Althoff met Nagorcka who taught a Council of Adult Education summer school in electronic music in early 1978, and was then introduced by
Nagorcka to the CHCMC (founded by Nagorcka and Burt two years before). Graeme Davis discovered the centre by listening to the experimental
music program on community A.M. radio station 3CR, and found the centre's anarchic, no-expectations, non-virtuoso, DIY ethic perfectly suited to
his thoughts on his performance-art practice, and to art in general. Through the weekly concerts of voluntary presentations, all three were
exposed to each other's work.
Skills and resources – what relevance?
With thinkers Gregory Bateson and Ivan Illich as his new heroes, Nagorcka originally came from a traditionally educated musical
background (University of Melbourne) with considerable keyboard skills from many years as a church organist. His academic background
earned him the respect of those still tenured, but they certainly disapproved of '...all that Clifton Hill stuff.' The remark “Oh Ron,
you're not still doing that drone music!” is recalled.

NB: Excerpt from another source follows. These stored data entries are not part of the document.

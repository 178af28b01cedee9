//! REST resources over a document collection
//!
//! A [`DocumentResource`] serves six handlers: `on_get` and `on_post` on the
//! collection path, `on_get_doc`, `on_put_doc`, `on_patch_doc` and
//! `on_delete_doc` on the document path. Every handler authorizes first, then
//! validates its input, calls the database and answers with an envelope.

pub mod config;
pub mod routes;

pub use config::ResourceConfig;

use percent_encoding::{percent_decode_str, utf8_percent_encode, AsciiSet, CONTROLS};
use serde_json::Value;
use tracing::{debug, info};
use url::form_urlencoded;

use crate::api::format::{collection_envelope, document_envelope};
use crate::auth::DecodedToken;
use crate::database::{CollectionRef, DatabaseError, DocumentRef};
use crate::error::ApiError;
use crate::middleware::{authorize, ApiResponse, ApiResult};
use crate::query::{QueryBuilder, QuerySpec};
use crate::schema::{self, Record, Schema, BASE_QUERY_SCHEMA};
use crate::types::Handler;

// Characters escaped when a document id becomes a path segment
const SEGMENT: &AsciiSet = &CONTROLS
    .add(b' ')
    .add(b'"')
    .add(b'#')
    .add(b'%')
    .add(b'/')
    .add(b'<')
    .add(b'>')
    .add(b'?')
    .add(b'`')
    .add(b'{')
    .add(b'}');

#[derive(Debug)]
pub struct DocumentResource {
    config: ResourceConfig,
}

impl DocumentResource {
    pub fn new(config: ResourceConfig) -> Self {
        Self { config }
    }

    pub fn config(&self) -> &ResourceConfig {
        &self.config
    }

    /// Database path served for `request_path`: the configured fixed path
    /// behind its prefix, or the decoded request path without its leading `/`.
    pub fn resolve_db_path(&self, request_path: &str) -> String {
        match &self.config.db_path {
            Some(fixed) => format!("{}{}", self.config.db_path_prefix, fixed),
            None => request_path
                .strip_prefix('/')
                .unwrap_or(request_path)
                .trim_end_matches('/')
                .split('/')
                .map(|segment| percent_decode_str(segment).decode_utf8_lossy())
                .collect::<Vec<_>>()
                .join("/"),
        }
    }

    /// Reject `token` when it may not reach `handler` on this resource.
    pub fn authorize(&self, handler: Handler, token: Option<&DecodedToken>) -> Result<(), ApiError> {
        authorize(handler, self.config.allowed.as_deref(), token)
    }

    /// GET collection - query documents
    pub async fn on_get(&self, request_path: &str, params: Record, token: Option<&DecodedToken>) -> ApiResult {
        self.authorize(Handler::OnGet, token)?;

        let collection = self.collection(request_path)?;
        let query_schema = self.config.schema_query.as_deref().unwrap_or(&BASE_QUERY_SCHEMA);
        let spec = QuerySpec::from_record(query_schema.validate(&Value::Object(params))?)?;
        let query = QueryBuilder::build(&collection, &spec, self.schema_get())?;

        let snapshots = self.config.db.run_query(&query).await?;
        let mut documents = Vec::with_capacity(snapshots.len());
        for snapshot in snapshots {
            let data = snapshot.data().cloned().unwrap_or_default();
            let record = schema::validate(self.schema_get(), &Value::Object(data))?;
            documents.push((snapshot.id, record));
        }

        debug!("{} returned {} document(s)", collection.path(), documents.len());

        let body = collection_envelope(
            request_path,
            &self.config.resource_type,
            documents.iter().map(|(id, record)| (id.as_str(), record)),
        );
        Ok(ApiResponse::success(body))
    }

    /// GET document - read one document
    pub async fn on_get_doc(&self, request_path: &str, id: Option<&str>, token: Option<&DecodedToken>) -> ApiResult {
        self.authorize(Handler::OnGetDoc, token)?;

        let doc = self.document(request_path, id)?;
        let data = self
            .config
            .db
            .get(&doc)
            .await?
            .into_data()
            .ok_or_else(|| DatabaseError::not_found(format!("No document found at {}", doc.path())))?;

        let record = schema::validate(self.schema_get(), &Value::Object(data))?;
        debug!("Read {}", doc.path());

        let body = document_envelope(request_path, doc.id(), &self.config.resource_type, &record);
        Ok(ApiResponse::success(body).with_location(request_path))
    }

    /// POST collection - create a document, named by the body `id` when present
    pub async fn on_post(&self, request_path: &str, body: Value, token: Option<&DecodedToken>) -> ApiResult {
        self.authorize(Handler::OnPost, token)?;

        let mut record = schema::validate(self.config.schema_post.as_deref(), &body)?;
        let collection = self.collection(request_path)?;

        let doc = match take_document_id(&mut record)? {
            Some(id) => collection.document(&id)?,
            None => collection.new_document(),
        };

        self.config.db.create(&doc, record.clone()).await?;
        info!("Created {}", doc.path());

        let location = format!(
            "{}/{}",
            request_path.trim_end_matches('/'),
            utf8_percent_encode(doc.id(), SEGMENT)
        );
        let body = document_envelope(&location, doc.id(), &self.config.resource_type, &record);
        Ok(ApiResponse::created(body).with_location(location))
    }

    /// PUT document - replace a document
    pub async fn on_put_doc(
        &self,
        request_path: &str,
        id: Option<&str>,
        body: Value,
        token: Option<&DecodedToken>,
    ) -> ApiResult {
        self.authorize(Handler::OnPutDoc, token)?;

        let mut record = schema::validate(self.config.schema_put.as_deref(), &body)?;
        record.remove("id");
        let doc = self.document(request_path, id)?;

        self.config.db.set(&doc, record.clone()).await?;
        info!("Replaced {}", doc.path());

        let body = document_envelope(request_path, doc.id(), &self.config.resource_type, &record);
        Ok(ApiResponse::success(body))
    }

    /// PATCH document - merge fields into an existing document
    pub async fn on_patch_doc(
        &self,
        request_path: &str,
        id: Option<&str>,
        body: Value,
        token: Option<&DecodedToken>,
    ) -> ApiResult {
        self.authorize(Handler::OnPatchDoc, token)?;

        let mut record = schema::validate(self.config.schema_patch.as_deref(), &body)?;
        record.remove("id");
        let doc = self.document(request_path, id)?;

        self.config.db.update(&doc, record.clone()).await?;
        info!("Updated {}", doc.path());

        let body = document_envelope(request_path, doc.id(), &self.config.resource_type, &record);
        Ok(ApiResponse::success(body))
    }

    /// DELETE document
    pub async fn on_delete_doc(&self, request_path: &str, id: Option<&str>, token: Option<&DecodedToken>) -> ApiResult {
        self.authorize(Handler::OnDeleteDoc, token)?;

        let doc = self.document(request_path, id)?;
        self.config.db.delete(&doc).await?;
        info!("Deleted {}", doc.path());

        Ok(ApiResponse::empty())
    }

    fn schema_get(&self) -> Option<&Schema> {
        self.config.schema_get.as_deref()
    }

    fn collection(&self, request_path: &str) -> Result<CollectionRef, ApiError> {
        Ok(CollectionRef::new(&self.resolve_db_path(request_path))?)
    }

    // A fixed collection path is completed with the routed id.
    fn document(&self, request_path: &str, id: Option<&str>) -> Result<DocumentRef, ApiError> {
        let path = self.resolve_db_path(request_path);
        if self.config.db_path.is_some() {
            if let (Some(id), Ok(collection)) = (id, CollectionRef::new(&path)) {
                return Ok(collection.document(id)?);
            }
        }
        Ok(DocumentRef::new(&path)?)
    }
}

/// Query-string parameters as a record; repeated keys collect into an array.
pub fn parse_query_params(raw: Option<&str>) -> Record {
    let mut params = Record::new();
    for (key, value) in form_urlencoded::parse(raw.unwrap_or_default().as_bytes()) {
        let value = Value::String(value.into_owned());
        match params.get_mut(&*key) {
            Some(Value::Array(values)) => values.push(value),
            Some(existing) => {
                let first = existing.take();
                *existing = Value::Array(vec![first, value]);
            }
            None => {
                params.insert(key.into_owned(), value);
            }
        }
    }
    params
}

/// Remove `id` from a validated body; strings and integers name a document.
fn take_document_id(record: &mut Record) -> Result<Option<String>, ApiError> {
    match record.remove("id") {
        None | Some(Value::Null) => Ok(None),
        Some(Value::String(id)) => Ok(Some(id)),
        Some(Value::Number(n)) if n.is_i64() || n.is_u64() => Ok(Some(n.to_string())),
        Some(_) => Err(ApiError::validation_error(
            "Document id must be a string or an integer",
            [("id".to_string(), "invalid document id".to_string())].into(),
        )),
    }
}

He had also taught himself to play didjeridoo in 1973 (During the IDA years
he started making his own). Standard notation was irrelevant within IDA; notation systems appropriate to the work: graphic, text
or even just verbal instruction, were utilized. More relevant for IDA were the performance tactics devised by Nagorcka and Burt
during their collaboration as Plastic Platypus, with emphasis on classless and consequently low-budget music making with sound
sources relevant to those concepts. They championed the use of the portable audio-cassette recorder as an exceptionally good tool
for live electro-acoustic performance. [Althoff] This concept so impressed Davis when he first encountered it, that he
began to construct musical works of his own, often embedded firmly into his previous artwork practices.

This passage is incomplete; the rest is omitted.